William H. Johnson – Les ramasseurs de coton-1940 ( W. H. Johnson, peintre afro-américain exceptionnel, libre, fut en outre le valet personnel, employé du président A. Lincoln).

Parution aux Éditions du Réalgar, de cette lettre ouverte de R. Johnson aux négriers, où l’un des plus marquants représentants du Delta blues donne à plonger dans la mémoire réelle, jusqu’aux racines de la légende.  Chanteur et guitariste de blues exceptionnel et tourmenté, R. Johnson a laissé un héritage essentiel, fondateur de toute la musique afro-américaine et du blues. Il fut un maître notamment pour Clapton et Dylan. Mort à l’âge de 27 ans dans des conditions énigmatiques (l’hypothèse dominante le présumant empoisonné par un mari jaloux), il a écrit l’essentiel de son œuvre ( 30 morceaux dont le trentième a été perdu) en deux temps de fulgurance créative, qui ont accouché de chefs-d’œuvre, notamment Me and the Devil.

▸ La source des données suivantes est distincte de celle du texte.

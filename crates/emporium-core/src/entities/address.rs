//! Address entity.

use serde::{Deserialize, Serialize};

/// Postal address owned 1:1 by a customer.
///
/// Addresses carry no key of their own; the owning customer's id is the
/// primary key of the underlying row.
#[derive(Debug, Clone, PartialEq, Eq, Serialize, Deserialize)]
pub struct Address {
    /// First street line.
    pub line1: String,
    /// Second street line (apartment, suite, ...).
    pub line2: Option<String>,
    pub city: String,
    pub state: String,
    pub zip_code: String,
}

impl Address {
    /// Creates a new address.
    #[must_use]
    pub fn new(
        line1: String,
        line2: Option<String>,
        city: String,
        state: String,
        zip_code: String,
    ) -> Self {
        Self {
            line1,
            line2,
            city,
            state,
            zip_code,
        }
    }
}
//! MySQL product DAO implementation.

use crate::{dao::ProductDao, pool::DatabasePoolInterface};
use async_trait::async_trait;
use emporium_core::{EmporiumError, EmporiumResult, Product, ProductId};
use shaku::Component;
use sqlx::FromRow;
use std::sync::Arc;
use tracing::debug;

/// MySQL product DAO implementation.
#[derive(Component, Clone)]
#[shaku(interface = ProductDao)]
pub struct MySqlProductDao {
    #[shaku(inject)]
    pool: Arc<dyn DatabasePoolInterface>,
}

impl MySqlProductDao {
    /// Creates a new MySQL product DAO.
    #[must_use]
    pub fn new(pool: Arc<dyn DatabasePoolInterface>) -> Self {
        Self { pool }
    }
}

/// Database row representation of a product.
#[derive(Debug, FromRow)]
struct ProductRow {
    id: i64,
    name: String,
    description: String,
    category: i32,
    upc: String,
}

impl From<ProductRow> for Product {
    fn from(row: ProductRow) -> Self {
        Product {
            id: Some(ProductId::from_i64(row.id)),
            name: row.name,
            description: row.description,
            category: row.category,
            upc: row.upc,
        }
    }
}

#[async_trait]
impl ProductDao for MySqlProductDao {
    async fn create(&self, product: &Product) -> EmporiumResult<Product> {
        if product.id.is_some() {
            return Err(EmporiumError::validation(
                "cannot insert a product that already has an id",
            ));
        }

        debug!("Inserting product with UPC: {}", product.upc);

        let result = sqlx::query(
            "INSERT INTO product (name, description, category, upc) VALUES (?, ?, ?, ?)",
        )
        .bind(&product.name)
        .bind(&product.description)
        .bind(product.category)
        .bind(&product.upc)
        .execute(self.pool.inner())
        .await?;

        // MySQL doesn't support RETURNING, so read the generated key and select
        let id = ProductId::from_i64(result.last_insert_id() as i64);
        self.find_by_id(id)
            .await?
            .ok_or_else(|| EmporiumError::internal("Failed to fetch inserted product"))
    }

    async fn find_by_id(&self, id: ProductId) -> EmporiumResult<Option<Product>> {
        debug!("Finding product by id: {}", id);

        let row = sqlx::query_as::<_, ProductRow>(
            r#"
            SELECT id, name, description, category, upc
            FROM product
            WHERE id = ?
            "#,
        )
        .bind(id.into_inner())
        .fetch_optional(self.pool.inner())
        .await?;

        Ok(row.map(Product::from))
    }

    async fn find_by_upc(&self, upc: &str) -> EmporiumResult<Option<Product>> {
        debug!("Finding product by UPC: {}", upc);

        let row = sqlx::query_as::<_, ProductRow>(
            r#"
            SELECT id, name, description, category, upc
            FROM product
            WHERE upc = ?
            "#,
        )
        .bind(upc)
        .fetch_optional(self.pool.inner())
        .await?;

        Ok(row.map(Product::from))
    }

    async fn find_by_category(&self, category: i32) -> EmporiumResult<Vec<Product>> {
        debug!("Finding products by category: {}", category);

        let rows = sqlx::query_as::<_, ProductRow>(
            r#"
            SELECT id, name, description, category, upc
            FROM product
            WHERE category = ?
            ORDER BY id
            "#,
        )
        .bind(category)
        .fetch_all(self.pool.inner())
        .await?;

        Ok(rows.into_iter().map(Product::from).collect())
    }

    async fn update(&self, product: &Product) -> EmporiumResult<Product> {
        let id = product
            .id
            .ok_or_else(|| EmporiumError::validation("cannot update a product without an id"))?;

        debug!("Updating product: {}", id);

        let result = sqlx::query(
            r#"
            UPDATE product
            SET name = ?, description = ?, category = ?, upc = ?
            WHERE id = ?
            "#,
        )
        .bind(&product.name)
        .bind(&product.description)
        .bind(product.category)
        .bind(&product.upc)
        .bind(id.into_inner())
        .execute(self.pool.inner())
        .await?;

        if result.rows_affected() == 0 {
            return Err(EmporiumError::not_found("product", id));
        }

        self.find_by_id(id)
            .await?
            .ok_or_else(|| EmporiumError::internal("Failed to fetch updated product"))
    }

    async fn delete(&self, id: ProductId) -> EmporiumResult<bool> {
        debug!("Deleting product: {}", id);

        let result = sqlx::query("DELETE FROM product WHERE id = ?")
            .bind(id.into_inner())
            .execute(self.pool.inner())
            .await?;

        Ok(result.rows_affected() > 0)
    }
}

impl std::fmt::Debug for MySqlProductDao {
    fn fmt(&self, f: &mut std::fmt::Formatter<'_>) -> std::fmt::Result {
        f.debug_struct("MySqlProductDao").finish_non_exhaustive()
    }
}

Johnson prétendait tirer sa virtuosité d’un pacte avec le diable…Puisque la légende, étymologiquement, désigne ce qui doit être dit, cette adresse posthume prend pour cadre le mystère de la vie du grand bluesman, dont l’histoire individuelle s’avère assez chargée de puissance symbolique pour porter l’histoire collective de la négritude en ce début du vingtième siècle, en  Amérique.

Sylvie-E. Saliceti

Je ne sais plus qui vous parle, Robert Johnson ou la poussière ? Le blues ténébreux, ou le jour dardé encore d’étoiles ? Je ne sais plus qui écrit à l’instant de ces lignes ? Moi, ou ce passant inconnu ? Me voilà en même temps celui qui vous parle et un autre. Qui sait, peut-être suis-je une part de vous ? Je suis hors du temps. Vainqueur et vaincu. Poète, tyran. Plein d’allégresse, et de chaînes au front de l’esclave. Mon fleuve est si vieux qu’à lui seul il comprend le bien et le mal. Ils disent que je joue la musique du démon, le Hoodoo est dans ma voix, le soleil a la couleur de ma peau, je chante ici où le noir est lumière.

Chers négriers, cette lettre est le signe d’une étrange alliance entre vous et moi, celle d’un coup de poing achevé en caresse. Pour avoir donné naissance au blues, je suis ce que vous n’aurez pas réussi à faire de moi.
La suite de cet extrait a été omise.